Что может быть более оправданным, чем попытаться описать тех, которых мы сегодня немного лучше знаем и немного лучше понимаем, предложить со всей осторожностью и уважением более полноценную и правдоподобную интерпретацию средневековых катаров, и даже восстановить эхо их голоса из существующих документов, оставив в прошлом их сомнительную известность. Только пустив в ход средства Истории, мы можем осуществить хоть какую-то справедливость по отношению к ним, даже попытавшись представить их интересы, восстановив их человеческий облик, образ изуродованный, высмеянный, ставший жертвой отвратительных мифов, фальсифицированный лживой поэтикой, которая, пользуясь их именем, добивается своих туристических и коммерческих интересов…

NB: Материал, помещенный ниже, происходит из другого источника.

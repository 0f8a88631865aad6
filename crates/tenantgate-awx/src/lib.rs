// Copyright (C) 2025 SyncMyOrders Sp. z o.o.
// SPDX-License-Identifier: AGPL-3.0-or-later
//! Tenantgate AWX client
//!
//! Typed async client for an AWX-compatible automation platform.
//!
//! The gateway only needs a small slice of the AWX REST API:
//!
//! | Operation | Endpoint |
//! |-----------|----------|
//! | [`AwxClient::resolve_template_id`] | `GET /api/v2/job_templates/?name=...` |
//! | [`AwxClient::launch_job`] | `POST /api/v2/job_templates/{id}/launch/` |
//! | [`AwxClient::get_job`] | `GET /api/v2/jobs/{id}/` |
//! | [`AwxClient::list_running_jobs`] | `GET /api/v2/jobs/?job_template={id}&status__in=pending,waiting,running` |
//! | [`AwxClient::ping`] | `GET /api/v2/ping/` |
//!
//! Reads are idempotent and safe to retry at the call site. A launch is not:
//! the client never retries it on its own.
//!
//! # Example
//!
//! ```no_run
//! use tenantgate_awx::{AwxAuth, AwxClient, AwxConfig};
//!
//! # async fn example() -> Result<(), Box<dyn std::error::Error>> {
//! let config = AwxConfig::new("https://awx.example.com", AwxAuth::Token("secret".into()))?;
//! let client = AwxClient::new(config)?;
//!
//! let template_id = client.resolve_template_id("dbaas-create").await?;
//! let job_id = client
//!     .launch_job(template_id, serde_json::json!({"instance_name": "pg1"}))
//!     .await?;
//! let job = client.get_job(job_id).await?;
//! println!("job {} is {}", job.id, job.status);
//! # Ok(())
//! # }
//! ```

mod client;
mod config;
mod error;
mod types;

pub use client::AwxClient;
pub use config::{AwxAuth, AwxConfig};
pub use error::{AwxError, Result};
pub use types::{ACTIVE_JOB_STATES, Job, JobLaunchRequest, JobLaunchResponse, JobTemplate, Page};
// Copyright (C) 2025 SyncMyOrders Sp. z o.o.
// SPDX-License-Identifier: AGPL-3.0-or-later
//! Common test infrastructure for tenantgate-core integration tests.
//!
//! Provides [`TestGateway`], which wires both services to in-memory mocks and
//! an in-memory SQLite store that can be told to fail selected writes.

#![allow(dead_code)]

use std::sync::Arc;
use std::sync::atomic::{AtomicBool, Ordering};
use std::time::Duration;

use async_trait::async_trait;

use tenantgate_core::audit::AuditLog;
use tenantgate_core::cluster::MockCluster;
use tenantgate_core::job_monitor::JobMonitorConfig;
use tenantgate_core::metrics::GatewayMetrics;
use tenantgate_core::namespaces::{NamespaceConfig, NamespaceService, OrphanPolicy};
use tenantgate_core::platform::MockPlatform;
use tenantgate_core::provisioning::{
    LaunchGuard, ProvisionRequest, ProvisioningConfig, ProvisioningService,
};
use tenantgate_core::status::JobStatus;
use tenantgate_core::store::{
    HistoryRecord, NamespaceRecord, NewHistoryRecord, NewNamespace, NewProvisioningJob,
    ProvisioningJob, RecordStore, SqliteRecordStore, StoreError,
};
use tenantgate_core::supervisor::MonitorSupervisor;

pub const TEMPLATE: &str = "dbaas-create";
pub const TEMPLATE_ID: i64 = 42;

fn injected() -> StoreError {
    StoreError::Database(sqlx::Error::PoolTimedOut)
}

/// SQLite store with switchable write failures.
pub struct FailingStore {
    inner: SqliteRecordStore,
    pub fail_insert_job: AtomicBool,
    pub fail_insert_namespace: AtomicBool,
    pub fail_delete_namespace: AtomicBool,
    pub fail_append_history: AtomicBool,
}

impl FailingStore {
    pub async fn new() -> Self {
        Self {
            inner: SqliteRecordStore::in_memory()
                .await
                .expect("in-memory sqlite store"),
            fail_insert_job: AtomicBool::new(false),
            fail_insert_namespace: AtomicBool::new(false),
            fail_delete_namespace: AtomicBool::new(false),
            fail_append_history: AtomicBool::new(false),
        }
    }

    pub fn inner(&self) -> &SqliteRecordStore {
        &self.inner
    }

    fn check(flag: &AtomicBool) -> Result<(), StoreError> {
        if flag.load(Ordering::SeqCst) {
            Err(injected())
        } else {
            Ok(())
        }
    }
}

#[async_trait]
impl RecordStore for FailingStore {
    async fn insert_job(&self, job: &NewProvisioningJob) -> Result<ProvisioningJob, StoreError> {
        Self::check(&self.fail_insert_job)?;
        self.inner.insert_job(job).await
    }

    async fn get_job(&self, id: i64) -> Result<Option<ProvisioningJob>, StoreError> {
        self.inner.get_job(id).await
    }

    async fn get_job_by_external_id(
        &self,
        external_job_id: i64,
    ) -> Result<Option<ProvisioningJob>, StoreError> {
        self.inner.get_job_by_external_id(external_job_id).await
    }

    async fn find_running_job(
        &self,
        customer_id: &str,
        template_name: &str,
    ) -> Result<Option<ProvisioningJob>, StoreError> {
        self.inner.find_running_job(customer_id, template_name).await
    }

    async fn complete_job_if_running(
        &self,
        id: i64,
        status: JobStatus,
        external_status: &str,
        error_message: Option<&str>,
    ) -> Result<bool, StoreError> {
        self.inner
            .complete_job_if_running(id, status, external_status, error_message)
            .await
    }

    async fn list_running_jobs(&self) -> Result<Vec<ProvisioningJob>, StoreError> {
        self.inner.list_running_jobs().await
    }

    async fn list_jobs_by_customer(
        &self,
        customer_id: &str,
    ) -> Result<Vec<ProvisioningJob>, StoreError> {
        self.inner.list_jobs_by_customer(customer_id).await
    }

    async fn get_namespace(
        &self,
        name: &str,
        customer_id: &str,
    ) -> Result<Option<NamespaceRecord>, StoreError> {
        self.inner.get_namespace(name, customer_id).await
    }

    async fn insert_namespace(
        &self,
        namespace: &NewNamespace,
    ) -> Result<NamespaceRecord, StoreError> {
        Self::check(&self.fail_insert_namespace)?;
        self.inner.insert_namespace(namespace).await
    }

    async fn delete_namespace(&self, name: &str, customer_id: &str) -> Result<bool, StoreError> {
        Self::check(&self.fail_delete_namespace)?;
        self.inner.delete_namespace(name, customer_id).await
    }

    async fn list_namespaces_by_customer(
        &self,
        customer_id: &str,
    ) -> Result<Vec<NamespaceRecord>, StoreError> {
        self.inner.list_namespaces_by_customer(customer_id).await
    }

    async fn append_history(&self, entry: &NewHistoryRecord) -> Result<(), StoreError> {
        Self::check(&self.fail_append_history)?;
        self.inner.append_history(entry).await
    }

    async fn list_history(
        &self,
        customer_id: &str,
        resource: Option<&str>,
        limit: i64,
    ) -> Result<Vec<HistoryRecord>, StoreError> {
        self.inner.list_history(customer_id, resource, limit).await
    }

    async fn health_check(&self) -> Result<bool, StoreError> {
        self.inner.health_check().await
    }
}

/// Both services wired to mocks.
pub struct TestGateway {
    pub store: Arc<FailingStore>,
    pub platform: Arc<MockPlatform>,
    pub cluster: Arc<MockCluster>,
    pub metrics: Arc<GatewayMetrics>,
    pub supervisor: Arc<MonitorSupervisor>,
    pub provisioning: ProvisioningService,
    pub namespaces: NamespaceService,
}

impl TestGateway {
    /// Enforced launch guard, surfaced orphans, template 42 and next job 777.
    pub async fn new() -> Self {
        Self::with_options(
            MockPlatform::new()
                .with_template(TEMPLATE, TEMPLATE_ID)
                .with_next_job_id(777),
            LaunchGuard::Enforced,
            OrphanPolicy::Surface,
        )
        .await
    }

    pub async fn with_options(
        platform: MockPlatform,
        launch_guard: LaunchGuard,
        orphan_policy: OrphanPolicy,
    ) -> Self {
        let store = Arc::new(FailingStore::new().await);
        let platform = Arc::new(platform);
        let cluster = Arc::new(MockCluster::new());
        let metrics = Arc::new(GatewayMetrics::new());
        let supervisor = Arc::new(MonitorSupervisor::new());
        let audit = AuditLog::new(store.clone(), metrics.clone());

        let provisioning = ProvisioningService::new(
            platform.clone(),
            store.clone(),
            supervisor.clone(),
            audit.clone(),
            metrics.clone(),
            ProvisioningConfig {
                launch_guard,
                monitor: fast_monitor(),
            },
        );
        let namespaces = NamespaceService::new(
            cluster.clone(),
            store.clone(),
            audit,
            metrics.clone(),
            NamespaceConfig {
                node_selector: Some("node-role.kubernetes.io/tenant=".to_string()),
                orphan_policy,
            },
        );

        Self {
            store,
            platform,
            cluster,
            metrics,
            supervisor,
            provisioning,
            namespaces,
        }
    }

    /// A provisioning service on the same store and platform with its own
    /// supervisor, as a restarted process would build it.
    pub fn restarted_provisioning(&self) -> (ProvisioningService, Arc<MonitorSupervisor>) {
        let supervisor = Arc::new(MonitorSupervisor::new());
        let service = ProvisioningService::new(
            self.platform.clone(),
            self.store.clone(),
            supervisor.clone(),
            AuditLog::new(self.store.clone(), self.metrics.clone()),
            self.metrics.clone(),
            self.provisioning.config().clone(),
        );
        (service, supervisor)
    }

    /// Latest history entries of `customer_id`.
    pub async fn history(&self, customer_id: &str) -> Vec<HistoryRecord> {
        self.store
            .list_history(customer_id, None, 50)
            .await
            .expect("list history")
    }
}

/// Monitor settings for tests: 10ms polls, three failures allowed.
pub fn fast_monitor() -> JobMonitorConfig {
    JobMonitorConfig {
        poll_interval: Duration::from_millis(10),
        max_consecutive_failures: 3,
    }
}

/// A provisioning request for `instance` by cust-1.
pub fn request(instance: &str) -> ProvisionRequest {
    ProvisionRequest {
        template_name: TEMPLATE.to_string(),
        instance_name: instance.to_string(),
        customer_id: "cust-1".to_string(),
        requested_by: "alice".to_string(),
        parameters: serde_json::json!({"db_version": "16", "admin_password": "hunter2"})
            .as_object()
            .cloned()
            .unwrap_or_default(),
    }
}

/// Poll the store until the job record reaches `status`.
pub async fn wait_for_status(
    store: &dyn RecordStore,
    record_id: i64,
    status: JobStatus,
) -> ProvisioningJob {
    let deadline = tokio::time::Instant::now() + Duration::from_secs(5);
    loop {
        let job = store
            .get_job(record_id)
            .await
            .expect("get job")
            .expect("job record exists");
        if job.job_status() == status {
            return job;
        }
        if tokio::time::Instant::now() > deadline {
            panic!(
                "job {} stayed '{}' (external '{}'), expected '{}'",
                record_id, job.status, job.external_status, status
            );
        }
        tokio::time::sleep(Duration::from_millis(10)).await;
    }
}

Но это также и чудесное приключение, открывающее нам двери в исчезнувший мир, в повседневную жизнь улочек окситанских бургад шесть или семь столетий тому. Мир, где мы можем видеть жесты, взгляды, слушать обрывки слов, все еще несущих смысл. И действительно, из-за этого застывшего Средневековья, из-за покрова того, что мы сегодня называем его странностями или его формализмом, катаризм все еще может говорить с нами, по-человечески просто. Освобожденная отныне от хлама мифов о Мани и Зороастре, одетая в свои романские монашеские одежды и несущая свое, можно сказать, банальное послание христианского Спасения, эта контр-Церковь без церквей во времена кафедральных соборов, фактически заставляет нас, с ласковой, но упорной настойчивостью, прислушаться к ее отказу использовать средства зла - как насилие, так и страдание - во имя Бога и Евангелия.
[1] В основном, два трактата и три ритуала. Их перевод находится в книге Рене Нелли Писания катаров, Le Rocher, 1995.
[2] Упомянем здесь хотя бы публикацию Жаном Дювернуа Реестра Жака Фурнье, инквизитора Памье (1318-1325), в трех томах, издание Toulouse, Privat, 1965; и французский перевод в трех других томах Mouton, Paris-La Haye, 1977-1978.
[3] Первая и самая главная книга подобного рода принадлежит Жану Дювернуа: La religion des cathares и L’Histoire des cathares, Toulouse, Privat (1977, 1978).